October 23, 2017 | Comments: 0Author:

Renewable sources of energy in Bosnia and Herzegovina: issue of (un)sustainability

Author: Nihad Harbaš, Energy and climate change consultant 

Do we really know how much energy we generate and use in B&H?

Consumption or use of energy in Bosnia and Herzegovina (B&H) is unknown, although data on the annual consumption of about 140 PJ can be found. Although this sounds unbelievable at first, the energy balances that are produced on an annual basis confirm that fact. Balances are incomplete and it is difficult to get precise data on the energy mix in B&H, especially when it comes to data on gross final energy consumption for heating and cooling that does not come from electricity. A somewhat different, clearer picture is in the case of the electricity balance, that is, the segment of electricity that is well processed through entity and state annual reports. To overcome this, it is necessary to act multisectorally and involve all relevant institutions in order to obtain precise data, especially in the heating and cooling sectors, and transport. It is necessary to improve the flow of information or data, and to sufficiently provide a key institution for the processing and distribution of data on energy consumption in B&H.

Speaking of renewable energy sources (RES) in B&H, it is very common that there is a lack of understanding of this area in the sense that the opinion is that RES is only related to electricity, which in BH energy mix (estimated) is 30-35% depending on the hydrological years. The heating segment, that is, the production of thermal energy, especially inefficient use of various forms of biomass such as heating wood in households, is very present in B&H.

Planning, goal-setting, defining obligations, etc., requires knowledge of the current situation and trends that one state should go towards in terms of complete energy, and not just certain segments such as electricity. Long-term and comprehensive planning requires a longer period of time (over 1 year) and the involvement of all relevant stakeholders in this field.

What are the potentials for obtaining and using energy from RES in B&H?

B&H is recognizable as a country with significant energy resources, both conventional and renewable. First of all, there is coal  in parts of central Bosnia, as well as in the northeastern part of B&H and eastern Herzegovina. Speaking of the RES, the water flows of large rivers, but also smaller streams across B&H, as well as the energy of sun and wind predominantly in Herzegovina, as well as biomass across B&H, are first of all highlighted. The undeniable fact is that there are RES potentials in B&H, but questions of their capitalization, ie exploitation and overcoming of all barriers, which are many, are raised.

Figure 1. Map of the electric power system of Bosnia and Herzegovina with the operational areas of Elektroprijenos B&H and the distribution areas of the electric power industry (SERC, 2016)

The total installed capacity of production facilities in B&H is 4,352 GW, of which 2,083 MW in larger hydropower plants, and 2,065 MW in thermal power plants.

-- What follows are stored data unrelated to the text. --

use std::{
    fmt::Display,
    iter::Sum,
    ops::{Add, AddAssign, Neg, Sub, SubAssign},
    str::FromStr,
};

use serde::{Deserialize, Serialize};
use sqlx::Type;
use thiserror::Error;

use crate::op;

/// Number of minor units (cents) in one major currency unit.
pub const MINOR_UNITS_PER_MAJOR: i64 = 100;

//--------------------------------------       Amount        ---------------------------------------------------------
/// An exact monetary amount, held as an integer number of minor units (e.g. cents).
///
/// There is no floating point anywhere on this type. Parsing from a decimal string is exact and rejects anything
/// finer than one minor unit.
#[derive(Debug, Clone, Copy, Default, Type, PartialEq, Eq, Ord, PartialOrd, Hash, Serialize, Deserialize)]
#[sqlx(transparent)]
#[serde(transparent)]
pub struct Amount(i64);

op!(binary Amount, Add, add);
op!(binary Amount, Sub, sub);
op!(inplace Amount, AddAssign, add_assign);
op!(inplace Amount, SubAssign, sub_assign);
op!(unary Amount, Neg, neg);

impl Sum for Amount {
    fn sum<I: Iterator<Item = Self>>(iter: I) -> Self {
        iter.fold(Self::default(), Add::add)
    }
}

impl From<i64> for Amount {
    fn from(value: i64) -> Self {
        Self(value)
    }
}

impl Amount {
    pub const ZERO: Amount = Amount(0);

    pub fn from_minor_units(value: i64) -> Self {
        Self(value)
    }

    pub fn from_major_units(value: i64) -> Self {
        Self(value * MINOR_UNITS_PER_MAJOR)
    }

    pub fn value(&self) -> i64 {
        self.0
    }

    pub fn is_positive(&self) -> bool {
        self.0 > 0
    }

    pub fn is_zero(&self) -> bool {
        self.0 == 0
    }

    pub fn checked_add(self, rhs: Self) -> Option<Self> {
        self.0.checked_add(rhs.0).map(Self)
    }

    pub fn checked_sub(self, rhs: Self) -> Option<Self> {
        self.0.checked_sub(rhs.0).map(Self)
    }

    /// Subtracts `rhs`, clamping at zero.
    pub fn saturating_sub_to_zero(self, rhs: Self) -> Self {
        Self((self.0 - rhs.0).max(0))
    }
}

impl Display for Amount {
    fn fmt(&self, f: &mut std::fmt::Formatter<'_>) -> std::fmt::Result {
        let sign = if self.0 < 0 { "-" } else { "" };
        let abs = self.0.unsigned_abs();
        let per_major = MINOR_UNITS_PER_MAJOR.unsigned_abs();
        write!(f, "{sign}{}.{:02}", abs / per_major, abs % per_major)
    }
}

#[derive(Debug, Clone, PartialEq, Eq, Error)]
#[error("Invalid amount: {0}")]
pub struct AmountParseError(String);

impl FromStr for Amount {
    type Err = AmountParseError;

    fn from_str(s: &str) -> Result<Self, Self::Err> {
        let trimmed = s.trim();
        let (negative, digits) = match trimmed.strip_prefix('-') {
            Some(rest) => (true, rest),
            None => (false, trimmed),
        };
        let (major, minor) = match digits.split_once('.') {
            Some((major, minor)) => (major, minor),
            None => (digits, ""),
        };
        if major.is_empty() || !major.bytes().all(|b| b.is_ascii_digit()) {
            return Err(AmountParseError(format!("'{s}' is not a decimal number")));
        }
        if minor.len() > 2 || !minor.bytes().all(|b| b.is_ascii_digit()) {
            return Err(AmountParseError(format!("'{s}' has more precision than one minor unit")));
        }
        let major = major.parse::<i64>().map_err(|e| AmountParseError(format!("'{s}': {e}")))?;
        let minor = match minor.len() {
            0 => 0,
            1 => minor.parse::<i64>().map_err(|e| AmountParseError(format!("'{s}': {e}")))? * 10,
            _ => minor.parse::<i64>().map_err(|e| AmountParseError(format!("'{s}': {e}")))?,
        };
        let value = major
            .checked_mul(MINOR_UNITS_PER_MAJOR)
            .and_then(|v| v.checked_add(minor))
            .ok_or_else(|| AmountParseError(format!("'{s}' is too large")))?;
        Ok(Self(if negative { -value } else { value }))
    }
}

//--------------------------------------      Currency       ---------------------------------------------------------
/// An ISO-4217 style three-letter currency code, always upper case.
#[derive(Debug, Clone, PartialEq, Eq, Hash, Type, Serialize, Deserialize)]
#[sqlx(transparent)]
#[serde(try_from = "String", into = "String")]
pub struct Currency(String);

#[derive(Debug, Clone, PartialEq, Eq, Error)]
#[error("Invalid currency code: {0}")]
pub struct CurrencyError(String);

impl Currency {
    pub fn new<S: AsRef<str>>(code: S) -> Result<Self, CurrencyError> {
        let code = code.as_ref().trim();
        if code.len() == 3 && code.bytes().all(|b| b.is_ascii_alphabetic()) {
            Ok(Self(code.to_ascii_uppercase()))
        } else {
            Err(CurrencyError(code.to_string()))
        }
    }

    pub fn as_str(&self) -> &str {
        &self.0
    }
}

impl Default for Currency {
    fn default() -> Self {
        Self("USD".to_string())
    }
}

impl TryFrom<String> for Currency {
    type Error = CurrencyError;

    fn try_from(value: String) -> Result<Self, Self::Error> {
        Self::new(value)
    }
}

impl From<Currency> for String {
    fn from(value: Currency) -> Self {
        value.0
    }
}

impl FromStr for Currency {
    type Err = CurrencyError;

    fn from_str(s: &str) -> Result<Self, Self::Err> {
        Self::new(s)
    }
}

impl Display for Currency {
    fn fmt(&self, f: &mut std::fmt::Formatter<'_>) -> std::fmt::Result {
        f.write_str(&self.0)
    }
}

Installed capacity of small hydropower plants, wind, solar and biomass power plants is 112.15 MW, while 91.23 MW is installed in industrial power plants.

From the utilized potential of RES in B&H, water currents and solar energy for generating electricity are the most present, and biomass for the production of conventional forms of biomass such as fire wood, but recently also of fine shapes such as pellets, briquettes and wood chips, used for heating or producing heat energy. Additionally, more and more attention is paid to geothermal or environmental energy for heating and / or cooling. The fact that the potentials of hydropower are used up to 40%, clearly speaks about the potentials that B&H has in both small rivers and on large flows such as the Drina, Bosna, Vrbas, etc. etc. These utilized capacities are reflected in several GWs, so from the current 2.2 GW installed capacity in hydraulics, B&H could rise to 3 GW, utilizing the technically usable, economically justified and environmentally acceptable. By respecting all aspects, such capacities could be capitalized, as in the case of the hydropower plant Brezice on Sava.

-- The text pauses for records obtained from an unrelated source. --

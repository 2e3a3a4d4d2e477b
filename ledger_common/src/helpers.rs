/// Parse a boolean flag from a string value, or return the given default value otherwise.
pub fn parse_boolean_flag(value: Option<String>, default: bool) -> bool {
    let value = match value {
        Some(v) => v,
        None => return default,
    };
    match value.trim().to_ascii_lowercase().as_str() {
        "1" | "true" | "yes" | "on" => true,
        "0" | "false" | "no" | "off" => false,
        _ => default,
    }
}

/// Parse a numeric setting, returning `None` for missing or malformed values so the caller can log and fall back.
pub fn parse_number<T: std::str::FromStr>(value: Option<String>) -> Option<T> {
    value.and_then(|v| v.trim().parse::<T>().ok())
}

Fine forms of renewable energy sources such as pellets and briquettes (around 50 producers in B&H) are mostly exported, and what is being marketed and consumed for the production of heat in the domestic market is of unknown or poor quality. The annual production of pellets and briquettes in B&H is estimated at around 300,000 tons, which, from the point of view of demand, has become insufficient. The needs for the production of pellets in B&H at the annual level are estimated at about 1 million tons. Also, the highest consumption of biomass is recorded as firewood in households or wood chips and other remnants from the wood processing industry in district heating systems.

Therefore, the potential for the use of energy from RES in B&H is significant, and overcoming legal, technical and administrative barriers, as well as by establishing incentive mechanisms for other forms of energy other than electricity, their use can become sustainable and environmentally acceptable. The compromise between a technically feasible, economically viable and environmentally acceptable is the way to the development of the country.

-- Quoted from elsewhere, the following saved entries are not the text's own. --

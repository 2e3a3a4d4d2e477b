use std::collections::BTreeSet;

use log::*;

use super::AuthorizationError;
use crate::{
    db_types::{CustomerId, MerchantId, SessionId, Transaction},
    ledger_api::transaction_objects::TransactionQueryFilter,
};

/// Allow-list entry that lets a service act for any merchant.
pub const ALLOW_ALL_MERCHANTS: &str = "*";

/// The ownership facts of a resource that single-item reads are checked against.
#[derive(Debug, Clone, PartialEq, Eq)]
pub struct ResourceOwner {
    pub merchant_id: MerchantId,
    pub customer_id: Option<CustomerId>,
    pub session_id: Option<SessionId>,
}

impl From<&Transaction> for ResourceOwner {
    fn from(tx: &Transaction) -> Self {
        Self {
            merchant_id: tx.merchant_id.clone(),
            customer_id: tx.customer_id.clone(),
            session_id: tx.session_id().cloned(),
        }
    }
}

/// The rules one actor type applies to the requests it makes.
pub trait AccessPolicy {
    /// Decides which merchant a merchant-charged mutation is made against.
    fn resolve_merchant_id(&self, requested: Option<&MerchantId>) -> Result<MerchantId, AuthorizationError>;

    /// Rewrites a listing request so that it can only match what this actor may see.
    fn build_list_filters(&self, filters: TransactionQueryFilter)
        -> Result<TransactionQueryFilter, AuthorizationError>;

    /// Whether this actor may read a single resource with the given owner.
    fn can_access(&self, resource: &ResourceOwner) -> bool;
}

/// One variant per actor type, selected once when the [`super::AuthContext`] is built.
#[derive(Debug, Clone, PartialEq, Eq)]
pub enum Actor {
    Customer(CustomerPolicy),
    Guest(GuestPolicy),
    Merchant(MerchantPolicy),
    Admin(AdminPolicy),
    Service(ServicePolicy),
}

impl AccessPolicy for Actor {
    fn resolve_merchant_id(&self, requested: Option<&MerchantId>) -> Result<MerchantId, AuthorizationError> {
        match self {
            Actor::Customer(p) => p.resolve_merchant_id(requested),
            Actor::Guest(p) => p.resolve_merchant_id(requested),
            Actor::Merchant(p) => p.resolve_merchant_id(requested),
            Actor::Admin(p) => p.resolve_merchant_id(requested),
            Actor::Service(p) => p.resolve_merchant_id(requested),
        }
    }

    fn build_list_filters(
        &self,
        filters: TransactionQueryFilter,
    ) -> Result<TransactionQueryFilter, AuthorizationError> {
        match self {
            Actor::Customer(p) => p.build_list_filters(filters),
            Actor::Guest(p) => p.build_list_filters(filters),
            Actor::Merchant(p) => p.build_list_filters(filters),
            Actor::Admin(p) => p.build_list_filters(filters),
            Actor::Service(p) => p.build_list_filters(filters),
        }
    }

    fn can_access(&self, resource: &ResourceOwner) -> bool {
        match self {
            Actor::Customer(p) => p.can_access(resource),
            Actor::Guest(p) => p.can_access(resource),
            Actor::Merchant(p) => p.can_access(resource),
            Actor::Admin(p) => p.can_access(resource),
            Actor::Service(p) => p.can_access(resource),
        }
    }
}

fn intersect_merchants(mut filters: TransactionQueryFilter, allowed: &BTreeSet<MerchantId>) -> TransactionQueryFilter {
    let merchant_ids = match filters.merchant_ids.take() {
        Some(requested) => requested.into_iter().filter(|m| allowed.contains(m)).collect(),
        None => allowed.iter().cloned().collect(),
    };
    filters.merchant_ids = Some(merchant_ids);
    filters
}

fn required_merchant_id(requested: Option<&MerchantId>) -> Result<MerchantId, AuthorizationError> {
    requested.cloned().ok_or(AuthorizationError::MissingMerchantId)
}

//--------------------------------------       Customer       ---------------------------------------------------------
#[derive(Debug, Clone, PartialEq, Eq)]
pub struct CustomerPolicy {
    customer_id: CustomerId,
}

impl CustomerPolicy {
    pub fn new(customer_id: CustomerId) -> Self {
        Self { customer_id }
    }
}

impl AccessPolicy for CustomerPolicy {
    fn resolve_merchant_id(&self, _requested: Option<&MerchantId>) -> Result<MerchantId, AuthorizationError> {
        Err(AuthorizationError::PermissionDenied("customers must transact through a service".into()))
    }

    fn build_list_filters(
        &self,
        mut filters: TransactionQueryFilter,
    ) -> Result<TransactionQueryFilter, AuthorizationError> {
        filters.customer_id = Some(self.customer_id.clone());
        filters.merchant_ids = None;
        Ok(filters)
    }

    fn can_access(&self, resource: &ResourceOwner) -> bool {
        resource.customer_id.as_ref() == Some(&self.customer_id)
    }
}

//--------------------------------------        Guest         ---------------------------------------------------------
#[derive(Debug, Clone, PartialEq, Eq)]
pub struct GuestPolicy {
    session_id: SessionId,
}

impl GuestPolicy {
    pub fn new(session_id: SessionId) -> Self {
        Self { session_id }
    }
}

impl AccessPolicy for GuestPolicy {
    fn resolve_merchant_id(&self, _requested: Option<&MerchantId>) -> Result<MerchantId, AuthorizationError> {
        Err(AuthorizationError::PermissionDenied("guests must transact through a service".into()))
    }

    fn build_list_filters(
        &self,
        _filters: TransactionQueryFilter,
    ) -> Result<TransactionQueryFilter, AuthorizationError> {
        Err(AuthorizationError::PermissionDenied("guests cannot list transactions".into()))
    }

    fn can_access(&self, resource: &ResourceOwner) -> bool {
        resource.session_id.as_ref() == Some(&self.session_id)
    }
}

//--------------------------------------       Merchant       ---------------------------------------------------------
/// A single-tenant merchant (one id) or an operator spanning several merchants.
#[derive(Debug, Clone, PartialEq, Eq)]
pub struct MerchantPolicy {
    merchant_ids: BTreeSet<MerchantId>,
}

impl MerchantPolicy {
    pub fn new(merchant_ids: BTreeSet<MerchantId>) -> Self {
        Self { merchant_ids }
    }

    fn single_tenant(&self) -> Option<&MerchantId> {
        match self.merchant_ids.len() {
            1 => self.merchant_ids.iter().next(),
            _ => None,
        }
    }
}

impl AccessPolicy for MerchantPolicy {
    fn resolve_merchant_id(&self, requested: Option<&MerchantId>) -> Result<MerchantId, AuthorizationError> {
        if let Some(own) = self.single_tenant() {
            if requested.is_some_and(|r| r != own) {
                warn!("🔐️ Single-tenant merchant token asked for a different merchant. Using the token's merchant.");
            }
            return Ok(own.clone());
        }
        let requested = required_merchant_id(requested)?;
        if self.merchant_ids.contains(&requested) {
            Ok(requested)
        } else {
            warn!("🔐️ Operator token asked for a merchant outside its set.");
            Err(AuthorizationError::NotFound)
        }
    }

    fn build_list_filters(
        &self,
        filters: TransactionQueryFilter,
    ) -> Result<TransactionQueryFilter, AuthorizationError> {
        Ok(intersect_merchants(filters, &self.merchant_ids))
    }

    fn can_access(&self, resource: &ResourceOwner) -> bool {
        self.merchant_ids.contains(&resource.merchant_id)
    }
}

//--------------------------------------        Admin         ---------------------------------------------------------
#[derive(Debug, Clone, Copy, PartialEq, Eq, Default)]
pub struct AdminPolicy;

impl AccessPolicy for AdminPolicy {
    fn resolve_merchant_id(&self, requested: Option<&MerchantId>) -> Result<MerchantId, AuthorizationError> {
        required_merchant_id(requested)
    }

    fn build_list_filters(
        &self,
        filters: TransactionQueryFilter,
    ) -> Result<TransactionQueryFilter, AuthorizationError> {
        Ok(filters)
    }

    fn can_access(&self, _resource: &ResourceOwner) -> bool {
        true
    }
}

//--------------------------------------       Service        ---------------------------------------------------------
/// A trusted backend acting on behalf of customers and guests, restricted to an allow-list of merchants.
#[derive(Debug, Clone, PartialEq, Eq)]
pub struct ServicePolicy {
    allow_list: BTreeSet<MerchantId>,
    allow_all: bool,
}

impl ServicePolicy {
    pub fn new(allow_list: BTreeSet<MerchantId>) -> Self {
        let allow_all = allow_list.iter().any(|m| m.as_str() == ALLOW_ALL_MERCHANTS);
        Self { allow_list, allow_all }
    }

    pub fn permits(&self, merchant_id: &MerchantId) -> bool {
        self.allow_all || self.allow_list.contains(merchant_id)
    }
}

impl AccessPolicy for ServicePolicy {
    /// The allow-list is enforced separately, by [`super::AuthContext::check_allow_list`].
    fn resolve_merchant_id(&self, requested: Option<&MerchantId>) -> Result<MerchantId, AuthorizationError> {
        required_merchant_id(requested)
    }

    fn build_list_filters(
        &self,
        filters: TransactionQueryFilter,
    ) -> Result<TransactionQueryFilter, AuthorizationError> {
        if self.allow_all {
            Ok(filters)
        } else {
            Ok(intersect_merchants(filters, &self.allow_list))
        }
    }

    fn can_access(&self, resource: &ResourceOwner) -> bool {
        self.permits(&resource.merchant_id)
    }
}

Where is BiH today and where it should be; what are the obligations and what is the goal of increasing the share in energy consumption from RES in B&H

B&H target for gross final energy consumption from RES in 2020 of 40% from NREAP was adopted based on the base year 2009, when renewable energy took up 34% in the energy mix of gross final energy consumption in B&H. The trajectory on which B&H is now located is not entirely clear, since B&H has no precise data on the share of energy from RES in gross final consumption. Estimates made by the Secretariat of the Energy Community indicate a percentage of approximately 42% of the RES share in gross final energy consumption. This means that B&H has already fulfilled its goal. However, one should be cautious especially in the segment of energy for the heating and use of biomass, that is firewood in households, where the available data are highly questionable and have a strong impact on the overall balance of gross final energy consumption from RES in B&H. Certain data from energy balances and strategic documents indicate the data on the planned use of biomass for heating in 2020 of 1.081 ktoe of thermal energy, and the use of this power plant for 1,392 ktoe in 2014. Clearly, there is a big difference between these numbers, and consequently, the overview of data is very important.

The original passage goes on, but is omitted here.